Internet II: the adventure continues.

AuthorEsch, Arthur, Jr.

At the Core

This article:

* Defines what the Internet II is

* Identifies the impact that the evolving Internet will have on business transactions

In 1999 and 2000, pundits referrred to the Internet with adjectives centered around the theme of revolution. "The Internet is revolutionizing information management ..." "The Internet is revolutionizing the automobile industry ..." "Young people will rule the world ..." "You're over 40? You're washed up. You need to retire."

Then the dotcom explosion gave the pundits new stories to tell. "The world had been led astray by a strange group of kids ... Real business people who understand the good old ways of earning profits will continue to rule the world."

What if the pundits were dead wrong, both times? The dotcom bubble was a seminal event when wealthy people indiscriminately gave money to venture capitalists, who in turn gave money indiscriminately to young technical people who had a new appearance and a new vocabulary. Venture capitalists are, after all, pundits who love using new vocabularies.

The couple of hundred billion-dollar investments in dotcom land probably accelerated the growth of the Internet by five or six years. The world got a whole new communications infrastructure and a staggering array of new communications tools, and e-mail became the most popular communications technique in business and at home.

Historians will likely peg the 1996 -- 2001 dotcom era as the most dramatic communications growth period in history. In fact, this will be sufficiently important to fit into the grandparent-to-youngster folklore.

The whole dotcom phenomenon was not a revolution. It was an exuberant infusion of capital into building a communications platform for businesses and consumers. The real revolution is happening in 2002 as traditional businesses learn how to use the Internet to improve business productivity and profitability. Today's Internet is different from the original Internet: The infrastructure is maturing, and reliability of the Net is increasing. The client-side software or browsers have matured. Content is more standardized and displays more accurately on user machines. A serious new communications platform has been built.

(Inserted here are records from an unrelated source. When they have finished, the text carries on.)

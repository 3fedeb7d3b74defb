//! Canonical text serialization.

use std::fmt;

use crate::value::{Json, Node};

/// Serialize a tree to its canonical text.
///
/// Object keys are sorted bytewise before emission, so structurally equal
/// trees produce byte-identical text at the cost of insertion order. No
/// whitespace is inserted. Numbers use shortest round-trip decimal text
/// (`1.0` serializes as `1`, never exponent notation). String escaping is
/// deliberately narrow: only `"` is escaped, while backslashes, control
/// characters, and non-ASCII pass through verbatim. Keys are emitted
/// verbatim between their quotes.
///
/// # Examples
///
/// ```
/// use json_dyn::{dumps, Json};
///
/// let obj = Json::new_object();
/// obj.set("b", Json::from(1.0));
/// obj.set("a", Json::from("A"));
/// assert_eq!(dumps(&obj), r#"{"a":"A","b":1}"#);
/// ```
pub fn dumps(value: &Json) -> String {
    let mut out = String::new();
    write_value(&mut out, value);
    out
}

fn write_value(out: &mut String, value: &Json) {
    match &*value.0.borrow() {
        Node::Null => out.push_str("null"),
        Node::Bool(b) => out.push_str(if *b { "true" } else { "false" }),
        Node::Int(i) => out.push_str(&i.to_string()),
        Node::Float(f) => out.push_str(&f.to_string()),
        Node::Str(s) => {
            out.push('"');
            out.push_str(&s.replace('"', "\\\""));
            out.push('"');
        }
        Node::Array(items) => {
            out.push('[');
            for (i, item) in items.iter().enumerate() {
                if i > 0 {
                    out.push(',');
                }
                write_value(out, item);
            }
            out.push(']');
        }
        Node::Object(map) => {
            let mut keys: Vec<&str> = map.keys().map(String::as_str).collect();
            keys.sort_unstable();
            out.push('{');
            for (i, key) in keys.into_iter().enumerate() {
                if i > 0 {
                    out.push(',');
                }
                out.push('"');
                out.push_str(key);
                out.push_str("\":");
                write_value(out, &map[key]);
            }
            out.push('}');
        }
    }
}

/// Canonical text via [`dumps`].
impl fmt::Display for Json {
    fn fmt(&self, f: &mut fmt::Formatter<'_>) -> fmt::Result {
        f.write_str(&dumps(self))
    }
}

#[cfg(test)]
mod tests {
    use super::*;

    #[test]
    fn scalar_forms() {
        assert_eq!(dumps(&Json::null()), "null");
        assert_eq!(dumps(&Json::from(true)), "true");
        assert_eq!(dumps(&Json::from(false)), "false");
        assert_eq!(dumps(&Json::from(-42)), "-42");
        assert_eq!(dumps(&Json::from("hi")), "\"hi\"");
    }

    #[test]
    fn float_text_is_shortest_round_trip() {
        assert_eq!(dumps(&Json::from(1.0)), "1");
        assert_eq!(dumps(&Json::from(1.23456)), "1.23456");
        assert_eq!(dumps(&Json::from(-0.5)), "-0.5");
        assert_eq!(dumps(&Json::from(100000.0)), "100000");
    }

    #[test]
    fn only_double_quotes_are_escaped() {
        assert_eq!(dumps(&Json::from("say \"hi\"")), r#""say \"hi\"""#);
        assert_eq!(dumps(&Json::from("back\\slash")), "\"back\\slash\"");
        assert_eq!(dumps(&Json::from("tab\there")), "\"tab\there\"");
    }

    #[test]
    fn object_keys_sorted_bytewise() {
        let obj = Json::new_object();
        obj.set("b", Json::from(2));
        obj.set("a", Json::from(1));
        obj.set("c", Json::from(3));
        assert_eq!(dumps(&obj), r#"{"a":1,"b":2,"c":3}"#);
    }

    #[test]
    fn containers_nest_without_whitespace() {
        let obj = Json::new_object();
        obj.set("list", Json::from(vec![1, 2]));
        obj.set("empty", Json::new_array());
        obj.set("inner", Json::new_object());
        assert_eq!(dumps(&obj), r#"{"empty":[],"inner":{},"list":[1,2]}"#);
    }

    #[test]
    fn display_matches_dumps() {
        let arr = Json::from(vec![1, 2]);
        assert_eq!(format!("{arr}"), dumps(&arr));
    }
}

Putting It into Perspective

It is important for information technologists to step back occasionally and put events into a non-technical perspective. For example, the last two decades altered business dramatically. The period of 1980 -- 1985 was the birth of personal computers, but there was little practical impact on business. The 1985 -- 1995 period saw personal computing revolutionize offices. Typing pools, office secretaries, and many other administrative roles were given over to workers and managers using personal computing.

The greatest challenge to the personal computing era was getting the individual computers to talk to each other. Local area networks (LAN) were hard to implement and harder to keep in production mode. Cross-LAN communication was the next challenge, plagued by a selection of incompatible proprietary communications protocols.

Internet One

Transmission control protocol/ Internet protocol (TCP/IP) was on the IT scene for 30 years, yet it had a very small following until the communications system was fitted with an addressing scheme. This addressing system, euphemistically referred to as the World Wide Web, took years to implement all of the components.

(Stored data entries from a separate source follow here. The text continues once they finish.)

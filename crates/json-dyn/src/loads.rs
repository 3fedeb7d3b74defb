//! Text parsing with defensive input validation.

use std::collections::HashMap;
use std::str::FromStr;
use std::sync::LazyLock;

use regex::Regex;

use crate::error::LoadError;
use crate::value::{Json, Node};

// Digit-leading input must be a plain decimal number: one integer part, at
// most one fractional part, no exponent.
static NUMBER_GUARD: LazyLock<Regex> = LazyLock::new(|| {
    Regex::new(r"^-?[0-9]+(\.[0-9]+)?$").expect("number guard pattern should compile")
});

/// Parse JSON text into a tree, `None` on any failure.
///
/// Failures are empty input, text the decoder rejects, digit-leading text
/// that is not a plain decimal number, and integer tokens that overflow
/// `i64`. Failure is atomic: no partial tree is ever produced. Use
/// [`try_loads`] when the failure class matters.
///
/// # Examples
///
/// ```
/// use json_dyn::loads;
///
/// let doc = loads(r#"{"a":1}"#).unwrap();
/// assert_eq!(doc.get("a").as_i64(), Some(1));
/// assert!(loads("1.2.3").is_none());
/// ```
pub fn loads(text: &str) -> Option<Json> {
    try_loads(text).ok()
}

/// [`loads`] with the failure class attached.
pub fn try_loads(text: &str) -> Result<Json, LoadError> {
    if text.is_empty() {
        return Err(LoadError::Empty);
    }
    if text.as_bytes()[0].is_ascii_digit() && !NUMBER_GUARD.is_match(text) {
        return Err(LoadError::InvalidNumber);
    }
    let decoded: serde_json::Value = serde_json::from_str(text)?;
    convert(decoded)
}

fn convert(value: serde_json::Value) -> Result<Json, LoadError> {
    let node = match value {
        serde_json::Value::Null => Node::Null,
        serde_json::Value::Bool(b) => Node::Bool(b),
        serde_json::Value::Number(n) => classify_number(&n)?,
        serde_json::Value::String(s) => Node::Str(s),
        serde_json::Value::Array(items) => {
            let mut out = Vec::with_capacity(items.len());
            for item in items {
                out.push(convert(item)?);
            }
            Node::Array(out)
        }
        serde_json::Value::Object(map) => {
            let mut out = HashMap::with_capacity(map.len());
            for (k, v) in map {
                out.insert(k, convert(v)?);
            }
            Node::Object(out)
        }
    };
    Ok(Json::from_node(node))
}

// Classification is textual, over the token preserved by the decoder's
// arbitrary_precision mode: fractional syntax (., e, E) makes a Float,
// anything else must fit i64 or the whole load fails.
fn classify_number(n: &serde_json::Number) -> Result<Node, LoadError> {
    let token = n.to_string();
    if token.contains('.') || token.contains('e') || token.contains('E') {
        match token.parse::<f64>() {
            Ok(f) => Ok(Node::Float(f)),
            Err(_) => Err(LoadError::InvalidNumber),
        }
    } else {
        match token.parse::<i64>() {
            Ok(i) => Ok(Node::Int(i)),
            Err(_) => Err(LoadError::IntOutOfRange(token)),
        }
    }
}

impl FromStr for Json {
    type Err = LoadError;

    fn from_str(s: &str) -> Result<Json, LoadError> {
        try_loads(s)
    }
}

The next challenge was a display technique that empowered users to create attractive content. Ultimately, hypertext mark-up language (HTML) provided a solid standard. But even with HTML, it took years to build functional content creation systems.

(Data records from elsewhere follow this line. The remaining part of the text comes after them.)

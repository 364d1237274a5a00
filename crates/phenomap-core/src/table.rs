//! In-memory tables: string-valued metadata cells and dense feature rows.
//!
//! [`Table`] is a minimal row-major frame with just the operations the
//! evaluation pipeline needs (projection, filtering, semi/inner joins).
//! [`FeatureMatrix`] holds the numeric profile vectors, one row per item.

use std::collections::{HashMap, HashSet};
use std::fmt;

use serde::{Deserialize, Serialize};

use crate::error::{Error, Result};

/// Cells spelled like this are read as missing.
const MISSING_TOKENS: &[&str] = &["", "NA", "NaN", "nan", "None", "null"];

// ---------------------------------------------------------------------------
// Cell values
// ---------------------------------------------------------------------------

/// A single metadata cell.
#[derive(Debug, Clone, PartialEq, Eq, Hash, PartialOrd, Ord, Serialize, Deserialize)]
pub enum Value {
    Missing,
    Text(String),
    /// Sorted, deduplicated set of labels (a multi-label field).
    Labels(Vec<String>),
}

impl Value {
    /// Interpret a raw text cell, mapping the usual NA spellings to `Missing`.
    pub fn parse(raw: &str) -> Self {
        let trimmed = raw.trim();
        if MISSING_TOKENS.contains(&trimmed) {
            Self::Missing
        } else {
            Self::Text(trimmed.to_string())
        }
    }

    /// Split a delimited string into a label set. Empty tokens are dropped.
    pub fn labels(raw: &str, separator: char) -> Self {
        let mut labels: Vec<String> = raw
            .split(separator)
            .map(str::trim)
            .filter(|s| !s.is_empty())
            .map(str::to_string)
            .collect();
        labels.sort();
        labels.dedup();
        Self::Labels(labels)
    }

    pub fn is_missing(&self) -> bool {
        matches!(self, Self::Missing)
    }

    pub fn as_text(&self) -> Option<&str> {
        match self {
            Self::Text(s) => Some(s),
            _ => None,
        }
    }

    /// Labels of a multi-label cell. A text cell is treated as a one-label set.
    pub fn label_set(&self) -> &[String] {
        match self {
            Self::Labels(labels) => labels,
            Self::Text(s) => std::slice::from_ref(s),
            Self::Missing => &[],
        }
    }
}

impl fmt::Display for Value {
    fn fmt(&self, f: &mut fmt::Formatter<'_>) -> fmt::Result {
        match self {
            Self::Missing => Ok(()),
            Self::Text(s) => write!(f, "{s}"),
            Self::Labels(labels) => write!(f, "{}", labels.join("|")),
        }
    }
}

impl From<&str> for Value {
    fn from(s: &str) -> Self {
        Self::Text(s.to_string())
    }
}

// ---------------------------------------------------------------------------
// Table
// ---------------------------------------------------------------------------

/// Named columns of [`Value`]s, stored row-major.
#[derive(Debug, Clone, Default, PartialEq)]
pub struct Table {
    columns: Vec<String>,
    rows: Vec<Vec<Value>>,
}

impl Table {
    pub fn new(columns: Vec<String>) -> Self {
        Self {
            columns,
            rows: Vec::new(),
        }
    }

    /// Build a table, checking that every row matches the header width.
    pub fn from_rows(columns: Vec<String>, rows: Vec<Vec<Value>>) -> Result<Self> {
        let mut table = Self::new(columns);
        for row in rows {
            table.push_row(row)?;
        }
        Ok(table)
    }

    pub fn push_row(&mut self, row: Vec<Value>) -> Result<()> {
        if row.len() != self.columns.len() {
            return Err(Error::InvalidData(format!(
                "row has {} cells, table has {} columns",
                row.len(),
                self.columns.len()
            )));
        }
        self.rows.push(row);
        Ok(())
    }

    /// Append a column; `values` must have one entry per row.
    pub fn push_column(&mut self, name: &str, values: Vec<Value>) -> Result<()> {
        if values.len() != self.rows.len() {
            return Err(Error::InvalidData(format!(
                "column '{name}' has {} values, table has {} rows",
                values.len(),
                self.rows.len()
            )));
        }
        if self.columns.iter().any(|c| c == name) {
            return Err(Error::InvalidData(format!("duplicate column '{name}'")));
        }
        self.columns.push(name.to_string());
        for (row, value) in self.rows.iter_mut().zip(values) {
            row.push(value);
        }
        Ok(())
    }

    /// Re-read a text column as `separator`-delimited label sets. Missing
    /// cells become empty sets.
    pub fn parse_labels(&mut self, name: &str, separator: char) -> Result<()> {
        let c = self.column_index(name)?;
        for row in &mut self.rows {
            let labels = match &row[c] {
                Value::Text(s) => Value::labels(s, separator),
                Value::Missing => Value::Labels(Vec::new()),
                Value::Labels(_) => continue,
            };
            row[c] = labels;
        }
        Ok(())
    }

    pub fn columns(&self) -> &[String] {
        &self.columns
    }

    pub fn n_rows(&self) -> usize {
        self.rows.len()
    }

    pub fn is_empty(&self) -> bool {
        self.rows.is_empty()
    }

    pub fn column_index(&self, name: &str) -> Result<usize> {
        self.columns
            .iter()
            .position(|c| c == name)
            .ok_or_else(|| Error::missing_column(name))
    }

    pub fn has_column(&self, name: &str) -> bool {
        self.columns.iter().any(|c| c == name)
    }

    pub fn row(&self, i: usize) -> &[Value] {
        &self.rows[i]
    }

    pub fn rows(&self) -> impl Iterator<Item = &[Value]> {
        self.rows.iter().map(Vec::as_slice)
    }

    pub fn value(&self, row: usize, col: usize) -> &Value {
        &self.rows[row][col]
    }

    /// Keep rows for which `keep` returns true.
    pub fn filter_rows(mut self, mut keep: impl FnMut(&[Value]) -> bool) -> Self {
        self.rows.retain(|row| keep(row.as_slice()));
        self
    }

    /// Keep rows whose `key` cell is text contained in `ids`.
    pub fn semi_join(self, key: &str, ids: &HashSet<String>) -> Result<Self> {
        let k = self.column_index(key)?;
        Ok(self.filter_rows(|row| row[k].as_text().is_some_and(|id| ids.contains(id))))
    }

    /// Project onto `names`, in the given order.
    pub fn select(&self, names: &[&str]) -> Result<Self> {
        let idx: Vec<usize> = names
            .iter()
            .map(|n| self.column_index(n))
            .collect::<Result<_>>()?;
        Ok(Self {
            columns: names.iter().map(|n| n.to_string()).collect(),
            rows: self
                .rows
                .iter()
                .map(|row| idx.iter().map(|&i| row[i].clone()).collect())
                .collect(),
        })
    }

    /// Inner join on `key`: left row order is kept; each left row is followed
    /// by one output row per matching right row, in right order. The right key
    /// column is dropped. Rows with a missing key never match.
    pub fn inner_join(&self, other: &Table, key: &str) -> Result<Self> {
        let lk = self.column_index(key)?;
        let rk = other.column_index(key)?;

        let right_cols: Vec<usize> = (0..other.columns.len()).filter(|&c| c != rk).collect();
        for &c in &right_cols {
            if self.has_column(&other.columns[c]) {
                return Err(Error::InvalidData(format!(
                    "join on '{key}' would duplicate column '{}'",
                    other.columns[c]
                )));
            }
        }

        let mut index: HashMap<&Value, Vec<usize>> = HashMap::new();
        for (i, row) in other.rows.iter().enumerate() {
            if !row[rk].is_missing() {
                index.entry(&row[rk]).or_default().push(i);
            }
        }

        let mut columns = self.columns.clone();
        columns.extend(right_cols.iter().map(|&c| other.columns[c].clone()));

        let mut rows = Vec::new();
        for row in &self.rows {
            let Some(matches) = index.get(&row[lk]) else {
                continue;
            };
            for &m in matches {
                let mut joined = row.clone();
                joined.extend(right_cols.iter().map(|&c| other.rows[m][c].clone()));
                rows.push(joined);
            }
        }

        Ok(Self { columns, rows })
    }
}

// ---------------------------------------------------------------------------
// Feature matrix
// ---------------------------------------------------------------------------

/// Dense row-major `f64` matrix, one row per item.
#[derive(Debug, Clone, PartialEq)]
pub struct FeatureMatrix {
    n_cols: usize,
    data: Vec<f64>,
}

impl FeatureMatrix {
    pub fn new(n_cols: usize) -> Self {
        Self {
            n_cols,
            data: Vec::new(),
        }
    }

    /// Build from nested rows; every row must have the same length.
    pub fn from_rows(rows: &[Vec<f64>]) -> Result<Self> {
        let n_cols = rows.first().map_or(0, Vec::len);
        let mut matrix = Self::new(n_cols);
        for row in rows {
            matrix.push_row(row)?;
        }
        Ok(matrix)
    }

    pub fn push_row(&mut self, row: &[f64]) -> Result<()> {
        if row.len() != self.n_cols {
            return Err(Error::InvalidData(format!(
                "feature row has {} values, expected {}",
                row.len(),
                self.n_cols
            )));
        }
        self.data.extend_from_slice(row);
        Ok(())
    }

    pub fn n_rows(&self) -> usize {
        if self.n_cols == 0 {
            0
        } else {
            self.data.len() / self.n_cols
        }
    }

    pub fn n_cols(&self) -> usize {
        self.n_cols
    }

    pub fn row(&self, i: usize) -> &[f64] {
        &self.data[i * self.n_cols..(i + 1) * self.n_cols]
    }
}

By 1995, the world began understanding that non-technical business people could effectively accomplish communications among personal computing devices. Then there was a five-year seminal infrastructure building period fed by the hundreds of billions of investment dollars currently mislabeled as the dotcom era.

Internet Two

What makes the Internet Two era fundamentally different is the applications. Hardcore business functions are moving to the Internet and being accomplished with greater speed, less human energy, and, therefore, more economically -- sometimes even more profitably.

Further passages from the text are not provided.